A cohomological proof of the global reciprocity law can be achieved by first establishing that

(\text{Gal}(K^{sep}/K),\varinjlim C_L)

constitutes a class formation in the sense of Artin and Tate.[6] Then one proves that

  \hat{H}^{0}( \text{Gal}(L/K), C_L) \simeq\hat{H}^{-2}( \text{Gal}(L/K), \mathbb{Z}),

where \hat{H}^{i} denote the Tate cohomology groups. Working out the cohomology groups establishes that θ is an isomorphism.

Significance

Artin's reciprocity law implies a description of the abelianization of the absolute Galois group of a global field K which is based on the Hasse local–global principle and the use of the Frobenius elements. Together with the Takagi existence theorem, it is used to describe the abelian extensions of K in terms of the arithmetic of K and to understand the behavior of the nonarchimedean places in them. Therefore, the Artin reciprocity law can be interpreted as one of the main theorems of global class field theory. It can be used to prove that Artin L-functions are meromorphic and for the proof of the Chebotarev density theorem.[7]

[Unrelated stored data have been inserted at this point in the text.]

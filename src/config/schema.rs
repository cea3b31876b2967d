//! Configuration schema types for `craft.toml`
//!
//! Defines the structure and validation rules for craftgrid configuration.

use serde::{Deserialize, Serialize};
use std::path::PathBuf;

use crate::grid::Grid;
use crate::import::{ImportOptions, DEFAULT_EMPTY_TOKEN};
use crate::tokenizer::is_valid_token;

/// Largest grid side accepted from configuration.
pub const MAX_GRID_SIDE: u32 = 64;

/// Crafting grid dimensions
#[derive(Debug, Clone, Copy, PartialEq, Eq, Serialize, Deserialize)]
pub struct GridConfig {
    #[serde(default = "default_side")]
    pub width: u32,
    #[serde(default = "default_side")]
    pub height: u32,
}

fn default_side() -> u32 {
    3
}

impl Default for GridConfig {
    fn default() -> Self {
        Self { width: default_side(), height: default_side() }
    }
}

/// Recipe import settings
#[derive(Debug, Clone, PartialEq, Eq, Serialize, Deserialize)]
pub struct ImportConfig {
    /// Token marking an empty cell
    #[serde(default = "default_empty")]
    pub empty: String,
    /// Abort on the first malformed record
    #[serde(default)]
    pub strict: bool,
}

fn default_empty() -> String {
    DEFAULT_EMPTY_TOKEN.to_string()
}

impl Default for ImportConfig {
    fn default() -> Self {
        Self { empty: default_empty(), strict: false }
    }
}

/// Local error telemetry settings
#[derive(Debug, Clone, PartialEq, Eq, Serialize, Deserialize)]
pub struct TelemetryConfig {
    /// Append import errors to a local JSONL file
    #[serde(default)]
    pub collect_errors: bool,
    #[serde(default = "default_telemetry_path")]
    pub path: PathBuf,
}

fn default_telemetry_path() -> PathBuf {
    PathBuf::from(".craftgrid/errors.jsonl")
}

impl Default for TelemetryConfig {
    fn default() -> Self {
        Self { collect_errors: false, path: default_telemetry_path() }
    }
}

/// Complete craft.toml configuration
#[derive(Debug, Clone, Default, PartialEq, Eq, Serialize, Deserialize)]
pub struct CraftConfig {
    #[serde(default)]
    pub grid: GridConfig,
    #[serde(default)]
    pub import: ImportConfig,
    #[serde(default)]
    pub telemetry: TelemetryConfig,
}

/// Configuration validation error
#[derive(Debug, Clone)]
pub struct ConfigValidationError {
    /// Path to the invalid field (e.g., "grid.width")
    pub field: String,
    pub message: String,
}

impl std::fmt::Display for ConfigValidationError {
    fn fmt(&self, f: &mut std::fmt::Formatter<'_>) -> std::fmt::Result {
        write!(f, "craft.toml: '{}' {}", self.field, self.message)
    }
}

impl CraftConfig {
    /// Validate the configuration and return any errors
    pub fn validate(&self) -> Vec<ConfigValidationError> {
        let mut errors = Vec::new();

        for (field, side) in [("grid.width", self.grid.width), ("grid.height", self.grid.height)] {
            if side == 0 || side > MAX_GRID_SIDE {
                errors.push(ConfigValidationError {
                    field: field.to_string(),
                    message: format!("must be between 1 and {}", MAX_GRID_SIDE),
                });
            }
        }

        if !is_valid_token(&self.import.empty) {
            errors.push(ConfigValidationError {
                field: "import.empty".to_string(),
                message: "must be a non-empty token without whitespace or commas".to_string(),
            });
        }

        errors
    }

    pub fn is_valid(&self) -> bool {
        self.validate().is_empty()
    }

    /// The configured grid, falling back to the 3x3 table if the dimensions
    /// are invalid.
    pub fn grid(&self) -> Grid {
        Grid::new(self.grid.width, self.grid.height).unwrap_or_default()
    }

    pub fn import_options(&self) -> ImportOptions {
        ImportOptions {
            grid: self.grid(),
            empty: self.import.empty.clone(),
            strict: self.import.strict,
        }
    }
}

#[cfg(test)]
mod tests {
    use super::*;

    #[test]
    fn test_empty_config_parse() {
        let config: CraftConfig = toml::from_str("").unwrap();
        assert_eq!(config, CraftConfig::default());
        assert_eq!(config.grid(), Grid::CRAFTING_TABLE);
        assert_eq!(config.import.empty, "-");
        assert!(!config.telemetry.collect_errors);
    }

    #[test]
    fn test_full_config_parse() {
        let toml = r#"
[grid]
width = 2
height = 4

[import]
empty = "."
strict = true

[telemetry]
collect_errors = true
path = "logs/craft-errors.jsonl"
"#;
        let config: CraftConfig = toml::from_str(toml).unwrap();
        assert_eq!(config.grid(), Grid::new(2, 4).unwrap());
        let options = config.import_options();
        assert_eq!(options.empty, ".");
        assert!(options.strict);
        assert_eq!(config.telemetry.path, PathBuf::from("logs/craft-errors.jsonl"));
    }

    #[test]
    fn test_partial_grid_section() {
        let config: CraftConfig = toml::from_str("[grid]\nwidth = 5\n").unwrap();
        assert_eq!(config.grid.width, 5);
        assert_eq!(config.grid.height, 3);
    }

    #[test]
    fn test_validate_zero_width() {
        let config: CraftConfig = toml::from_str("[grid]\nwidth = 0\n").unwrap();
        let errors = config.validate();
        assert_eq!(errors.len(), 1);
        assert_eq!(errors[0].field, "grid.width");
        assert!(!config.is_valid());
    }

    #[test]
    fn test_validate_oversized_grid() {
        let config: CraftConfig = toml::from_str("[grid]\nheight = 65\n").unwrap();
        assert_eq!(config.validate()[0].field, "grid.height");
    }

    #[test]
    fn test_validate_empty_token() {
        let config: CraftConfig = toml::from_str("[import]\nempty = \"a b\"\n").unwrap();
        let errors = config.validate();
        assert_eq!(errors[0].field, "import.empty");
        assert!(errors[0].to_string().starts_with("craft.toml: 'import.empty'"));
    }
}
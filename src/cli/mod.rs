//! Command-line interface implementation
//!
//! This module provides the CLI entry point and dispatches to submodules
//! for specific command implementations.

mod check;
mod lookup;
mod variants;

use clap::{Args, Parser, Subcommand};
use serde::Serialize;
use std::path::{Path, PathBuf};
use std::process::ExitCode;

use glob::glob;

use crate::config::{self, CliOverrides, CraftConfig};
use crate::grid::Grid;
use crate::import::{build_recipe, ImportError, Importer};
use crate::recipe::Recipe;
use crate::registry::RecipeRegistry;
use crate::telemetry::{ErrorCollector, ErrorEntry};

pub(crate) const EXIT_SUCCESS: u8 = 0;
pub(crate) const EXIT_ERROR: u8 = 1;
pub(crate) const EXIT_INVALID_ARGS: u8 = 2;
/// Lookup found no matching recipe
pub(crate) const EXIT_NO_MATCH: u8 = 1;

/// Extensions recognised when scanning a directory for recipe files.
const RECIPE_EXTENSIONS: [&str; 4] = ["recipes", "txt", "jsonl", "json5"];

/// Check if a path has a recipe file extension.
pub fn is_recipe_file(path: &Path) -> bool {
    path.extension().and_then(|e| e.to_str()).is_some_and(|e| RECIPE_EXTENSIONS.contains(&e))
}

/// Find all recipe files in a directory (recursively), sorted.
pub fn find_recipe_files(dir: &Path) -> Vec<PathBuf> {
    let pattern = format!("{}/**/*", dir.display());
    let mut files: Vec<PathBuf> = match glob(&pattern) {
        Ok(paths) => paths
            .filter_map(Result::ok)
            .filter(|p| p.is_file() && is_recipe_file(p))
            .collect(),
        Err(_) => Vec::new(),
    };

    files.sort();
    files
}

/// Craftgrid - match crafting grid layouts against shape-equivalent recipes
#[derive(Parser)]
#[command(name = "craft")]
#[command(about = "Craftgrid - match crafting grid layouts against shape-equivalent recipes")]
#[command(version)]
pub struct Cli {
    #[command(flatten)]
    pub global: GlobalArgs,

    #[command(subcommand)]
    pub command: Commands,
}

/// Options shared by every command
#[derive(Args, Debug, Default, Clone)]
pub struct GlobalArgs {
    /// Path to craft.toml (default: search upwards from the working directory)
    #[arg(long, global = true)]
    pub config: Option<PathBuf>,

    /// Grid width (overrides config)
    #[arg(long, global = true)]
    pub width: Option<u32>,

    /// Grid height (overrides config)
    #[arg(long, global = true)]
    pub height: Option<u32>,

    /// Token marking an empty cell (overrides config)
    #[arg(long, global = true)]
    pub empty: Option<String>,

    /// Strict mode: abort on the first malformed record
    #[arg(long, global = true)]
    pub strict: bool,
}

#[derive(Subcommand)]
pub enum Commands {
    /// Import recipe files and report problems
    Check {
        /// Recipe files or directories to scan
        #[arg(required = true)]
        paths: Vec<PathBuf>,

        /// Output as JSON
        #[arg(long)]
        json: bool,
    },

    /// Look up the output for a single layout
    Lookup {
        /// Recipe files or directories
        #[arg(short, long = "recipes", required = true, num_args = 1..)]
        recipes: Vec<PathBuf>,

        /// Grid row, top row first (repeat once per row)
        #[arg(long = "row", required = true, allow_hyphen_values = true)]
        rows: Vec<String>,

        /// Output as JSON
        #[arg(long)]
        json: bool,
    },

    /// Look up every layout in a layouts file
    Query {
        /// Layouts file: blank-line separated records, each a label line and grid rows
        layouts: PathBuf,

        /// Recipe files or directories
        #[arg(short, long = "recipes", required = true, num_args = 1..)]
        recipes: Vec<PathBuf>,

        /// Output as JSON
        #[arg(long)]
        json: bool,
    },

    /// Show the margins and every variant of a layout
    Variants {
        /// Grid row, top row first (repeat once per row)
        #[arg(long = "row", required = true, allow_hyphen_values = true)]
        rows: Vec<String>,
    },
}

/// Resolved configuration plus the error collector for one CLI run.
pub(crate) struct Session {
    pub config: CraftConfig,
    pub collector: ErrorCollector,
}

impl Session {
    /// Load config, apply CLI overrides, and set up telemetry.
    pub fn open(global: &GlobalArgs) -> Result<Self, ExitCode> {
        let config_path = global.config.clone().or_else(config::find_config);
        let mut config = match config::load_config(config_path.as_deref()) {
            Ok(config) => config,
            Err(e) => {
                eprintln!("Error: {}", e);
                return Err(ExitCode::from(EXIT_ERROR));
            }
        };

        let overrides = CliOverrides {
            width: global.width,
            height: global.height,
            empty: global.empty.clone(),
            strict: global.strict.then_some(true),
            collect_errors: None,
        };
        if let Err(e) = config::merge_cli_overrides(&mut config, &overrides) {
            eprintln!("Error: {}", e);
            return Err(ExitCode::from(EXIT_INVALID_ARGS));
        }

        let telemetry_path = match config_path {
            Some(ref path) => config::resolve_path(path, &config.telemetry.path),
            None => config.telemetry.path.clone(),
        };
        let collector = ErrorCollector::new(telemetry_path, config.telemetry.collect_errors);

        Ok(Self { config, collector })
    }

    pub fn grid(&self) -> Grid {
        self.config.grid()
    }

    /// Import every recipe file under `paths` into one registry.
    pub fn load_recipes(
        &self,
        command: &str,
        paths: &[PathBuf],
    ) -> Result<LoadedRecipes, ExitCode> {
        let files = expand_paths(paths);
        if files.is_empty() {
            eprintln!("Error: No recipe files found");
            return Err(ExitCode::from(EXIT_INVALID_ARGS));
        }

        let mut importer = Importer::new(self.config.import_options());
        let mut warnings = Vec::new();
        for file in &files {
            let result = importer.read_file(file);
            let display = file.display().to_string();
            warnings.extend(importer.take_warnings().into_iter().map(|w| FileWarning {
                file: display.clone(),
                line: w.line,
                message: w.message,
            }));
            if let Err(e) = result {
                self.report(command, &display, &e);
                return Err(ExitCode::from(EXIT_ERROR));
            }
        }

        let result = importer.finish();
        Ok(LoadedRecipes { registry: result.registry, warnings, skipped: result.skipped, files })
    }

    /// Build a query recipe from command-line rows.
    pub fn recipe_from_rows(&self, command: &str, rows: &[String]) -> Result<Recipe, ExitCode> {
        build_recipe(rows, 1, &self.config.import_options()).map_err(|e| {
            self.report(command, "--row", &e);
            ExitCode::from(EXIT_INVALID_ARGS)
        })
    }

    /// Print an import error and record it in telemetry.
    pub fn report(&self, command: &str, file: &str, error: &ImportError) {
        eprintln!("Error: {}: {}", file, error);
        let entry = ErrorEntry::from_import(command, error).with_file(file);
        if let Err(e) = self.collector.log(&entry) {
            eprintln!(
                "Warning: could not write error log '{}': {}",
                self.collector.path().display(),
                e
            );
        }
    }
}

/// A lenient-mode warning tied to the file it came from.
#[derive(Debug, Clone, Serialize)]
pub(crate) struct FileWarning {
    pub file: String,
    pub line: usize,
    pub message: String,
}

impl FileWarning {
    pub fn print(&self) {
        eprintln!("Warning: {}:{}: {}", self.file, self.line, self.message);
    }
}

pub(crate) struct LoadedRecipes {
    pub registry: RecipeRegistry,
    pub warnings: Vec<FileWarning>,
    pub skipped: usize,
    pub files: Vec<PathBuf>,
}

/// Expand directories into the recipe files they contain.
fn expand_paths(paths: &[PathBuf]) -> Vec<PathBuf> {
    let mut files = Vec::new();
    for path in paths {
        if path.is_dir() {
            files.extend(find_recipe_files(path));
        } else {
            files.push(path.clone());
        }
    }
    files
}

/// Parse arguments and run the selected command.
pub fn run() -> ExitCode {
    let cli = Cli::parse();

    let session = match Session::open(&cli.global) {
        Ok(session) => session,
        Err(code) => return code,
    };

    match cli.command {
        Commands::Check { paths, json } => check::run_check(&session, &paths, json),
        Commands::Lookup { recipes, rows, json } => {
            lookup::run_lookup(&session, &recipes, &rows, json)
        }
        Commands::Query { layouts, recipes, json } => {
            lookup::run_query(&session, &layouts, &recipes, json)
        }
        Commands::Variants { rows } => variants::run_variants(&session, &rows),
    }
}
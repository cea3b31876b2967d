//! Token extraction from grid rows

/// Splits a grid row into cell tokens.
///
/// Tokens are separated by whitespace, commas, or both. Empty fields between
/// consecutive commas are skipped, so `"a,,b"` yields two tokens.
///
/// # Examples
///
/// ```
/// use craftgrid::tokenizer::tokenize;
///
/// assert_eq!(tokenize("- coal -"), vec!["-", "coal", "-"]);
/// assert_eq!(tokenize("stick, stick ,-"), vec!["stick", "stick", "-"]);
/// ```
pub fn tokenize(row: &str) -> Vec<&str> {
    row.split(|c: char| c == ',' || c.is_whitespace()).filter(|t| !t.is_empty()).collect()
}

/// True if `token` can be written in a grid row without being split apart.
pub fn is_valid_token(token: &str) -> bool {
    !token.is_empty() && !token.chars().any(|c| c == ',' || c.is_whitespace())
}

Two years after the publication of his general reciprocity law in 1927, Artin rediscovered the transfer homomorphism of I. Schur and used the reciprocity law to translate the principalization problem for ideal classes of algebraic number fields into the group theoretic task of determining the kernels of transfers of finite non-abelian groups.[8]

Finite extensions of global fields

The definition of the Artin map for a finite abelian extension L/K of global fields (such as a finite abelian extension of Q) has a concrete description in terms of prime ideals and Frobenius elements.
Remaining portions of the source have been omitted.